What is a line in SQL

Query top N lines

Top-N queries are queries that limit the result to a certain number of lines. These are often queries for the most recent or "best" entries. For an efficient execution of these queries, the ranking must be carried out using pipelined.

The easiest way to load only the first lines of a query is to load only the first lines and cancel the execution by the application. However, the optimizer cannot anticipate this when it creates the execution plan. In order to choose the best execution plan, however, the optimizer needs to know whether all rows will ultimately be loaded. After all, in this case a full table scan with explicit sorting can be the best option. However, if only the first ten lines are required, pipelined is often better - although the database has to read each line individually. So the optimizer needs to know from the start whether all the lines are needed to create the best execution plan.

tip

Tell the database if you don't need all of the rows.

The SQL standard has long ignored this need. The corresponding extension () was only introduced with SQL: 2008 and is available in IBM DB2, PostgreSQL, SQL Server (from 2012) and Oracle (from 12c). On the one hand, this is due to the fact that this extension is a "non-core feature". On the other hand, however, also because the individual databases offer their own solutions that have been established for many years.

The following examples show the respective syntax to query the ten most recent sales from the table. The basis is always the same: the listing all Sales starting with the newest. The respective Top-N addition only aborts the execution as soon as ten lines have been loaded.

DB2

DB2 has supported the syntax at least since version 9 (LUW and zOS).

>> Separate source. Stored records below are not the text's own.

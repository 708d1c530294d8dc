//! Durable token storage

use parking_lot::RwLock;
use std::collections::HashMap;

use adminboard_storage::{Database, Result};

/// Key of the bearer token entry
pub const TOKEN_KEY: &str = "token";
/// Key of the refresh credential entry
pub const REFRESH_TOKEN_KEY: &str = "refreshToken";

/// String key/value storage that outlives the process
pub trait TokenStore: Send + Sync {
    fn get(&self, key: &str) -> Result<Option<String>>;
    fn set(&self, key: &str, value: &str) -> Result<()>;
    /// Removing a missing key succeeds
    fn remove(&self, key: &str) -> Result<()>;
}

impl TokenStore for Database {
    fn get(&self, key: &str) -> Result<Option<String>> {
        self.get_credential(key)
    }

    fn set(&self, key: &str, value: &str) -> Result<()> {
        self.set_credential(key, value)
    }

    fn remove(&self, key: &str) -> Result<()> {
        self.remove_credential(key)
    }
}

/// Process-local store, for tests and ephemeral runs
#[derive(Debug, Default)]
pub struct MemoryTokenStore {
    entries: RwLock<HashMap<String, String>>,
}

impl MemoryTokenStore {
    pub fn new() -> Self {
        Self::default()
    }

    pub fn with_entry(key: &str, value: &str) -> Self {
        let store = Self::new();
        store
            .entries
            .write()
            .insert(key.to_string(), value.to_string());
        store
    }
}

impl TokenStore for MemoryTokenStore {
    fn get(&self, key: &str) -> Result<Option<String>> {
        Ok(self.entries.read().get(key).cloned())
    }

    fn set(&self, key: &str, value: &str) -> Result<()> {
        self.entries
            .write()
            .insert(key.to_string(), value.to_string());
        Ok(())
    }

    fn remove(&self, key: &str) -> Result<()> {
        self.entries.write().remove(key);
        Ok(())
    }
}
//! Main dashboard state container
//!
//! Owns the credential database, the HTTP clients and the session manager.
//! Every directory call is made with the token of the current session.

use std::sync::Arc;

use adminboard_api::{
    ApiClient, HttpIdentityClient, PageRequest, UserDirectory, UserDraft, UserPage, UserProfile,
};
use adminboard_session::{LoginOutcome, Session, SessionManager};
use adminboard_storage::Database;

use crate::config::Config;
use crate::error::CoreError;
use crate::forms;
use crate::Result;

pub struct Dashboard {
    /// Configuration
    config: Config,
    /// Session manager (login state and token persistence)
    session_manager: SessionManager,
    /// Remote user directory
    directory: UserDirectory,
}

impl Dashboard {
    pub fn new(config: Config) -> Result<Self> {
        config.validate()?;

        // Ensure data directory exists
        if let Some(parent) = config.database_path.parent() {
            std::fs::create_dir_all(parent)?;
        }

        let db = Database::open(&config.database_path)?;
        let client = ApiClient::new(&config.api_base_url, config.request_timeout())?;

        let session_manager = SessionManager::new(
            Arc::new(db),
            Arc::new(HttpIdentityClient::new(client.clone())),
        )
        .with_token_lifetime(config.token_lifetime_mins);
        let directory = UserDirectory::new(client);

        Ok(Self {
            config,
            session_manager,
            directory,
        })
    }

    /// Restore the stored session
    pub async fn initialize(&self) -> Result<Session> {
        let session = self.session_manager.initialize().await?;
        tracing::info!(
            api = %self.config.api_base_url,
            authenticated = session.is_authenticated(),
            "Dashboard initialized"
        );
        Ok(session)
    }

    pub fn config(&self) -> &Config {
        &self.config
    }

    // === Session operations ===

    pub fn session_manager(&self) -> &SessionManager {
        &self.session_manager
    }

    /// Validate the login form, then sign in
    pub async fn login(&self, username: &str, password: &str) -> Result<LoginOutcome> {
        forms::validate_login(username, password)?;
        Ok(self.session_manager.login(username.trim(), password).await)
    }

    pub fn logout(&self) {
        self.session_manager.logout();
    }

    pub async fn refresh_session(&self) -> Result<String> {
        Ok(self.session_manager.refresh_session().await?)
    }

    pub fn current_user(&self) -> Result<UserProfile> {
        self.session_manager
            .current_user()
            .ok_or(CoreError::NotAuthenticated)
    }

    fn bearer(&self) -> Result<String> {
        let session = self.session_manager.snapshot();
        match session.token {
            Some(token) if session.is_authenticated() => Ok(token),
            _ => Err(CoreError::NotAuthenticated),
        }
    }

    // === Dashboard summary ===

    pub async fn user_count(&self) -> Result<u64> {
        Ok(self.directory.count(&self.bearer()?).await?)
    }

    // === User directory ===

    pub async fn list_users(&self, page: PageRequest) -> Result<UserPage> {
        Ok(self.directory.list(&self.bearer()?, page).await?)
    }

    pub async fn get_user(&self, id: u64) -> Result<UserProfile> {
        Ok(self.directory.get(&self.bearer()?, id).await?)
    }

    pub async fn create_user(&self, draft: &UserDraft) -> Result<UserProfile> {
        let token = self.bearer()?;
        forms::validate_user(draft)?;
        Ok(self.directory.add(&token, draft).await?)
    }

    pub async fn update_user(&self, id: u64, draft: &UserDraft) -> Result<UserProfile> {
        let token = self.bearer()?;
        forms::validate_user(draft)?;
        Ok(self.directory.update(&token, id, draft).await?)
    }

    pub async fn delete_user(&self, id: u64) -> Result<UserProfile> {
        Ok(self.directory.delete(&self.bearer()?, id).await?)
    }

    // === Profile ===

    /// Save the signed-in user's own record.
    ///
    /// The session keeps the profile it was verified with; the saved record
    /// is returned to the caller instead.
    pub async fn update_profile(&self, draft: &UserDraft) -> Result<UserProfile> {
        let token = self.bearer()?;
        let user = self.current_user()?;
        forms::validate_user(draft)?;

        let updated = self.directory.update(&token, user.id, draft).await?;
        tracing::info!(user_id = user.id, "Updated profile");

        Ok(updated)
    }
}
//! Dashboard configuration

use serde::{Deserialize, Serialize};
use std::path::PathBuf;
use std::time::Duration;

use adminboard_session::DEFAULT_TOKEN_LIFETIME_MINS;

use crate::error::CoreError;
use crate::Result;

pub const ENV_API_URL: &str = "ADMINBOARD_API_URL";
pub const ENV_DATABASE: &str = "ADMINBOARD_DB";
pub const ENV_TIMEOUT_SECS: &str = "ADMINBOARD_TIMEOUT_SECS";
pub const ENV_TOKEN_LIFETIME_MINS: &str = "ADMINBOARD_TOKEN_LIFETIME_MINS";

#[derive(Debug, Clone, PartialEq, Serialize, Deserialize)]
pub struct Config {
    /// Base URL of the identity service and user directory
    pub api_base_url: String,
    /// Path to the credential database
    pub database_path: PathBuf,
    /// Upper bound for a single remote call
    pub request_timeout_secs: u64,
    /// Lifetime requested for issued tokens
    pub token_lifetime_mins: u32,
}

impl Config {
    pub fn new(data_dir: PathBuf) -> Self {
        Self {
            api_base_url: "https://dummyjson.com".to_string(),
            database_path: data_dir.join("adminboard.db"),
            request_timeout_secs: 30,
            token_lifetime_mins: DEFAULT_TOKEN_LIFETIME_MINS,
        }
    }

    pub fn data_dir() -> PathBuf {
        dirs::data_local_dir()
            .map(|d| d.join("adminboard"))
            .unwrap_or_else(|| PathBuf::from(".adminboard"))
    }

    /// Defaults, overridden by `ADMINBOARD_*` environment variables
    pub fn from_env() -> Result<Self> {
        Self::default().with_overrides(|key| std::env::var(key).ok())
    }

    /// Apply overrides from `lookup`, then validate
    pub fn with_overrides<F>(mut self, lookup: F) -> Result<Self>
    where
        F: Fn(&str) -> Option<String>,
    {
        if let Some(url) = lookup(ENV_API_URL) {
            self.api_base_url = url;
        }

        if let Some(path) = lookup(ENV_DATABASE) {
            self.database_path = PathBuf::from(path);
        }

        if let Some(raw) = lookup(ENV_TIMEOUT_SECS) {
            self.request_timeout_secs = raw.trim().parse().map_err(|_| {
                CoreError::Config(format!("{ENV_TIMEOUT_SECS} must be a whole number of seconds, got {raw:?}"))
            })?;
        }

        if let Some(raw) = lookup(ENV_TOKEN_LIFETIME_MINS) {
            self.token_lifetime_mins = raw.trim().parse().map_err(|_| {
                CoreError::Config(format!("{ENV_TOKEN_LIFETIME_MINS} must be a whole number of minutes, got {raw:?}"))
            })?;
        }

        self.validate()?;
        Ok(self)
    }

    pub fn validate(&self) -> Result<()> {
        let url = url::Url::parse(&self.api_base_url)
            .map_err(|e| CoreError::Config(format!("invalid API URL {:?}: {e}", self.api_base_url)))?;

        if url.scheme() != "http" && url.scheme() != "https" {
            return Err(CoreError::Config(format!(
                "API URL must be http or https, got {:?}",
                self.api_base_url
            )));
        }

        if self.request_timeout_secs == 0 {
            return Err(CoreError::Config("request timeout must be positive".to_string()));
        }

        if self.token_lifetime_mins == 0 {
            return Err(CoreError::Config("token lifetime must be positive".to_string()));
        }

        Ok(())
    }

    pub fn request_timeout(&self) -> Duration {
        Duration::from_secs(self.request_timeout_secs)
    }
}

impl Default for Config {
    fn default() -> Self {
        Self::new(Self::data_dir())
    }
}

The proprietary limit keyword has been supported (required) since DB2 LUW 9.7.

MySQL

With MySQL and PostgreSQL you can limit the number of lines you want using the clause.

Oracle

The Oracle database supports the extension since version 12c. With older versions you have to use the pseudo-column with which each line is numbered. An additional filter can be used to formulate a corresponding filter.

PostgreSQL

PostgreSQL supports the extension since version 8.4. The previously used syntax (analogous to MySQL) can still be used with current versions.

SQL Server

With SQL Server you can limit the number of lines by adding:

As of Release 2012, SQL Server will implement the extension.

The special thing about these SQL queries is that the databases recognize them as top N queries.

Important

The database can only optimize a query for a partial result if it knows this from the start.

If the database knows that only ten rows will be loaded, it may prefer a pipelined one.

DB2

The Top-N behavior cannot be read off immediately in a DB2 execution plan if no sort operation is necessary (otherwise the -View shows it in brackets during the sort operation:)

In this specific example, however, one can assume that it is a Top-N query, as there is a sudden drop in the row estimate that cannot be explained by filter predicates (the Predicate Information section of the execution plan is empty).

Oracle

The execution plan shows the planned demolition through the operation. This means that the top N query was recognized.

The correct use of the appropriate syntax is only half the battle. The execution can only be canceled efficiently if the underlying operations are carried out "on the assembly line". This means that the clause must be covered by an index. In the concrete example this is the index on. This eliminates the explicit sorting and the database can output the rows directly in the index order. So only the lines are read that are actually output.

Important

A top-N query that runs “on the assembly line” doesn't need to read and sort all of the data.

If there is no index that can be used for a pipelined, the database must read and sort the table completely. The result can only be output after the last line has been read from the table.

DB2
Oracle

This execution plan essentially corresponds to the variant that the query is canceled by the application. However, the use of the Top-N syntax is somewhat more efficient, since the database does not have to cache the entire result, but only the ten most recent entries. The memory requirement is therefore significantly lower. In the execution plan of the Oracle database, this optimization is indicated by the addition in the operation.

The strength of a pipelined Top-N query lies not only in the direct gain in performance, but also in the better scaling. While the response time of a Top-N query without pipelined increases with the table size, the speed with an execution "on the assembly line" only depends on the number of selected rows. In other words, a pipelined top N query is always the same speed - regardless of the table size. Only when the depth of the index tree grows does the execution become slightly slower.

Figure 7.1 shows the performance behavior with increasing data volume. The linear growth of the response time with increasing data volume can be clearly seen in the execution without pipelined. When running "on the assembly line", the response time remains constant.

Figure 7.1 Scaling of top N queries

The execution time of a pipelined Top-N query does not depend on the table size, but increases with the number of selected rows. The response time doubles if you ask twice as many lines. This applies in particular to page queries that reload further results. Entries on the first page must be skipped before the searched entries appear on the second page. But there is also a remedy for this, as the next section shows.